“I should never have used that word,” I said. “The L word. I thought nothing of it, but they totally got the wrong idea.”
“Oh, but it’s YOU!” she said.
“I know,” I agreed.
“Anyone who knows you, well… they know you say that to everybody. There’s a different way that you act when you’re in love with someone. I saw it with Rob. I saw it with Skyspook,” she said.
“I turn into an emoji with hearts for eyes. I send them reams of erotica and love poetry. I shout it from the rooftops.”
She nodded. “You were treating Michelle like how you treat friends.” She went on to contrast my way of speaking with another friend of hers. For him, saying the L word is a giant event, an indicator that he is over the moon, absolutely stricken.

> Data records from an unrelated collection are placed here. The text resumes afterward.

mod test_utils;

use axum::http::StatusCode;
use kourt_api::middleware::error_handling::map_error;
use kourt_core::errors::KourtError;
use pretty_assertions::assert_eq;
use serde_json::Value;

use test_utils::TestContext;

#[test]
fn test_error_status_codes() {
    let cases = vec![
        (KourtError::NotFound("booking".to_string()), StatusCode::NOT_FOUND),
        (KourtError::Validation("date".to_string()), StatusCode::BAD_REQUEST),
        (KourtError::Conflict("overlap".to_string()), StatusCode::CONFLICT),
        (KourtError::Authorization("owner".to_string()), StatusCode::FORBIDDEN),
        (
            KourtError::Database(eyre::eyre!("pool timed out")),
            StatusCode::INTERNAL_SERVER_ERROR,
        ),
        (
            KourtError::Internal("boom".into()),
            StatusCode::INTERNAL_SERVER_ERROR,
        ),
    ];

    for (err, expected) in cases {
        assert_eq!(map_error(err).status(), expected);
    }
}

#[tokio::test]
async fn test_health_check() {
    let response = TestContext::new().server().get("/health").await;

    response.assert_status_ok();
    let body: Value = response.json();
    assert_eq!(body["status"], "ok");
    assert_eq!(body["slot_cache_entries"], 0);
}

#[tokio::test]
async fn test_version() {
    let response = TestContext::new().server().get("/version").await;

    response.assert_status_ok();
    let body: Value = response.json();
    assert_eq!(body["service"], "kourt-api");
    assert!(body["version"].is_string());
}

#[tokio::test]
async fn test_unknown_route() {
    let response = TestContext::new().server().get("/api/courts").await;

    response.assert_status(StatusCode::NOT_FOUND);
}
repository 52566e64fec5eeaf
//! # Slot Availability
//!
//! Pure computation of the bookable hours of a court on a given date.
//!
//! A day is split into hour-aligned slots between the opening and the
//! closing hour of the venue. Each active booking occupies every whole hour
//! `h` with `start_hour <= h < end_hour`; the minutes of the booking bounds
//! are ignored. The available slots are the grid minus the occupied hours,
//! in ascending order and labelled `"HH:00"`.
//!
//! Two consequences of the hour granularity:
//!
//! - a booking from 09:30 to 10:30 occupies only `"09:00"`, since its end
//!   hour is exclusive;
//! - a booking that starts and ends inside the same hour (09:15 to 09:45)
//!   occupies nothing.

use chrono::{Datelike, Duration, NaiveDate, NaiveTime, Timelike};
use serde::{Deserialize, Serialize};
use std::{collections::BTreeSet, ops::Range};

use crate::{
    errors::{KourtError, KourtResult},
    models::schedule::ArenaSchedule,
};

/// First hour of the grid when no schedule is configured.
pub const DEFAULT_OPEN_HOUR: u32 = 6;
/// Hour at which the grid ends (exclusive) when no schedule is configured.
pub const DEFAULT_CLOSE_HOUR: u32 = 23;

/// A `[start, end)` time range within one day.
#[derive(Debug, Clone, Copy, PartialEq, Eq, Serialize, Deserialize)]
pub struct TimeRange {
    pub start: NaiveTime,
    pub end: NaiveTime,
}

impl TimeRange {
    pub fn new(start: NaiveTime, end: NaiveTime) -> KourtResult<Self> {
        if start >= end {
            return Err(KourtError::Validation(format!(
                "start_time ({}) must be earlier than end_time ({})",
                start, end
            )));
        }
        Ok(Self { start, end })
    }

    /// Whole hours blocked by this range.
    pub fn occupied_hours(&self) -> Range<u32> {
        self.start.hour()..self.end.hour()
    }

    pub fn duration_hours(&self) -> f64 {
        (self.end - self.start).num_minutes() as f64 / 60.0
    }
}

/// Daily span in which slots exist and bookings are accepted.
#[derive(Debug, Clone, Copy, PartialEq, Eq, Serialize, Deserialize)]
pub struct OperatingWindow {
    pub open: NaiveTime,
    pub close: NaiveTime,
}

impl Default for OperatingWindow {
    fn default() -> Self {
        Self {
            open: at_hour(DEFAULT_OPEN_HOUR),
            close: at_hour(DEFAULT_CLOSE_HOUR),
        }
    }
}

impl OperatingWindow {
    /// Hours that get a slot label.
    pub fn grid(&self) -> Range<u32> {
        self.open.hour()..self.close.hour()
    }

    pub fn admits(&self, range: &TimeRange) -> bool {
        range.start >= self.open && range.end <= self.close
    }
}

/// Opening hours of a court for one date.
#[derive(Debug, Clone, Copy, PartialEq, Eq)]
pub enum OpeningHours {
    Closed,
    Open(OperatingWindow),
}

impl OpeningHours {
    /// Resolves the hours from the schedule that applies to the date, if any.
    /// Without a schedule the court uses the default window.
    pub fn from_schedule(schedule: Option<&ArenaSchedule>) -> Self {
        match schedule {
            Some(schedule) if schedule.is_closed => OpeningHours::Closed,
            Some(schedule) => OpeningHours::Open(OperatingWindow {
                open: schedule.open_time,
                close: schedule.close_time,
            }),
            None => OpeningHours::Open(OperatingWindow::default()),
        }
    }
}

/// Schedule that governs `date`: the row for that exact date if there is
/// one, otherwise the weekly row for its weekday.
pub fn schedule_for_date(schedules: &[ArenaSchedule], date: NaiveDate) -> Option<&ArenaSchedule> {
    let weekday = day_of_week(date);

    schedules
        .iter()
        .find(|schedule| schedule.specific_date == Some(date))
        .or_else(|| {
            schedules.iter().find(|schedule| {
                schedule.specific_date.is_none() && schedule.day_of_week == Some(weekday)
            })
        })
}

/// Weekday index used by arena schedules, 0 = Sunday.
pub fn day_of_week(date: NaiveDate) -> i16 {
    date.weekday().num_days_from_sunday() as i16
}

pub fn slot_label(hour: u32) -> String {
    format!("{:02}:00", hour)
}

/// Union of the hours blocked by `bookings`.
pub fn occupied_hours<'a>(bookings: impl IntoIterator<Item = &'a TimeRange>) -> BTreeSet<u32> {
    bookings
        .into_iter()
        .flat_map(TimeRange::occupied_hours)
        .collect()
}

/// Slot labels of `window` not covered by any of `bookings`, ascending.
///
/// `bookings` must only contain active (non-cancelled) bookings.
pub fn available_slots(window: &OperatingWindow, bookings: &[TimeRange]) -> Vec<String> {
    let occupied = occupied_hours(bookings);
    window
        .grid()
        .filter(|hour| !occupied.contains(hour))
        .map(slot_label)
        .collect()
}

/// Like [`available_slots`], with a closed day yielding no slots.
pub fn slots_for(hours: &OpeningHours, bookings: &[TimeRange]) -> Vec<String> {
    match hours {
        OpeningHours::Closed => Vec::new(),
        OpeningHours::Open(window) => available_slots(window, bookings),
    }
}

fn at_hour(hour: u32) -> NaiveTime {
    NaiveTime::MIN + Duration::hours(i64::from(hour))
}
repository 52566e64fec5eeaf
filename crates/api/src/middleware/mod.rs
pub mod error_handling;
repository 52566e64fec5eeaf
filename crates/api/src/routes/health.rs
use axum::{routing::get, Json, Router};
use serde::Serialize;
use std::sync::Arc;

use crate::ApiState;

#[derive(Serialize)]
struct HealthResponse {
    status: &'static str,
    slot_cache_entries: usize,
}

#[derive(Serialize)]
struct VersionResponse {
    service: &'static str,
    version: &'static str,
}

async fn health_check(
    axum::extract::State(state): axum::extract::State<Arc<ApiState>>,
) -> Json<HealthResponse> {
    Json(HealthResponse {
        status: "ok",
        slot_cache_entries: state.slot_cache.len().await,
    })
}

async fn version() -> Json<VersionResponse> {
    Json(VersionResponse {
        service: env!("CARGO_PKG_NAME"),
        version: env!("CARGO_PKG_VERSION"),
    })
}

pub fn routes() -> Router<Arc<ApiState>> {
    Router::new()
        .route("/health", get(health_check))
        .route("/version", get(version))
}
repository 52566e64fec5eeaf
pub mod repositories;
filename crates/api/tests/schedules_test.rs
mod test_utils;

use std::time::Duration;

use axum::http::StatusCode;
use chrono::Utc;
use kourt_core::models::schedule::{ArenaSchedule, UpsertArenaScheduleRequest};
use mockall::predicate::eq;
use pretty_assertions::assert_eq;
use serde_json::json;
use uuid::Uuid;

use test_utils::{date, schedule, server_for, time, TestContext};

fn path(arena_id: Uuid) -> String {
    format!("/api/arenas/{}/schedules", arena_id)
}

#[test_log::test(tokio::test)]
async fn test_upsert_weekly_schedule_clears_cached_slots() {
    let arena_id = Uuid::new_v4();
    let court_id = Uuid::new_v4();
    let mut ctx = TestContext::new().with_cache(Duration::from_secs(60));
    ctx.schedule_repo
        .expect_upsert_arena_schedule()
        .withf(move |id: &Uuid, request: &UpsertArenaScheduleRequest| {
            *id == arena_id
                && request.day_of_week == Some(2)
                && request.specific_date.is_none()
                && request.open_time == time(8, 0)
                && request.close_time == time(22, 0)
                && !request.is_closed
        })
        .times(1)
        .returning(|arena_id, request| {
            Ok(ArenaSchedule {
                id: Uuid::new_v4(),
                arena_id,
                day_of_week: request.day_of_week,
                specific_date: request.specific_date,
                open_time: request.open_time,
                close_time: request.close_time,
                is_closed: request.is_closed,
                created_at: Utc::now(),
            })
        });

    let state = ctx.build_state();
    let generation = state.slot_cache.generation().await;
    state
        .slot_cache
        .insert(court_id, date(), generation, vec!["06:00".to_string()])
        .await;

    let response = server_for(state.clone())
        .put(&path(arena_id))
        .json(&json!({
            "day_of_week": 2,
            "open_time": "08:00:00",
            "close_time": "22:00:00"
        }))
        .await;

    response.assert_status(StatusCode::OK);
    let saved: ArenaSchedule = response.json();
    assert_eq!(saved.arena_id, arena_id);
    assert_eq!(saved.day_of_week, Some(2));
    assert_eq!(state.slot_cache.len().await, 0);
}

#[tokio::test]
async fn test_upsert_schedule_with_both_keys_is_rejected() {
    let mut ctx = TestContext::new();
    ctx.schedule_repo.expect_upsert_arena_schedule().never();

    let response = ctx
        .server()
        .put(&path(Uuid::new_v4()))
        .json(&json!({
            "day_of_week": 2,
            "specific_date": "2026-12-25",
            "open_time": "08:00:00",
            "close_time": "22:00:00"
        }))
        .await;

    response.assert_status(StatusCode::BAD_REQUEST);
}

#[tokio::test]
async fn test_upsert_schedule_that_closes_before_opening() {
    let mut ctx = TestContext::new();
    ctx.schedule_repo.expect_upsert_arena_schedule().never();

    let response = ctx
        .server()
        .put(&path(Uuid::new_v4()))
        .json(&json!({
            "specific_date": "2026-12-24",
            "open_time": "18:00:00",
            "close_time": "12:00:00"
        }))
        .await;

    response.assert_status(StatusCode::BAD_REQUEST);
}

#[tokio::test]
async fn test_list_arena_schedules() {
    let arena_id = Uuid::new_v4();
    let mut ctx = TestContext::new();
    ctx.schedule_repo
        .expect_list_arena_schedules()
        .with(eq(arena_id))
        .times(1)
        .returning(|arena_id| {
            let mut weekly = schedule(7, 22, false);
            weekly.arena_id = arena_id;
            let mut holiday = schedule(0, 1, true);
            holiday.arena_id = arena_id;
            holiday.day_of_week = None;
            holiday.specific_date = Some(date());
            Ok(vec![weekly, holiday])
        });

    let response = ctx.server().get(&path(arena_id)).await;

    response.assert_status(StatusCode::OK);
    let schedules: Vec<ArenaSchedule> = response.json();
    assert_eq!(schedules.len(), 2);
    assert!(schedules[1].is_closed);
    assert_eq!(schedules[1].specific_date, Some(date()));
}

“Not that there’s anything whatsoever wrong with that, but you throw ‘love’ the fuck around,” she added.
“No, no, you’re right.”
I love strangers’ shoes, a beautiful day, the way the ground smells after it rains. I love bad TV. I love a good joke the first time I hear it.
Of course, I love my husband, too, and I love my friends, but there are so many meanings to this one word “love” that by itself, without the proper context, it doesn’t mean a whole hell of a lot. Even when professed clear eyed and romantically, “I love you” isn’t a promise or a formal commitment. It’s a feeling, and an ambiguous one at that.
And besides, I catch feels like I catch Pokémon. Whether they evolve is another matter altogether.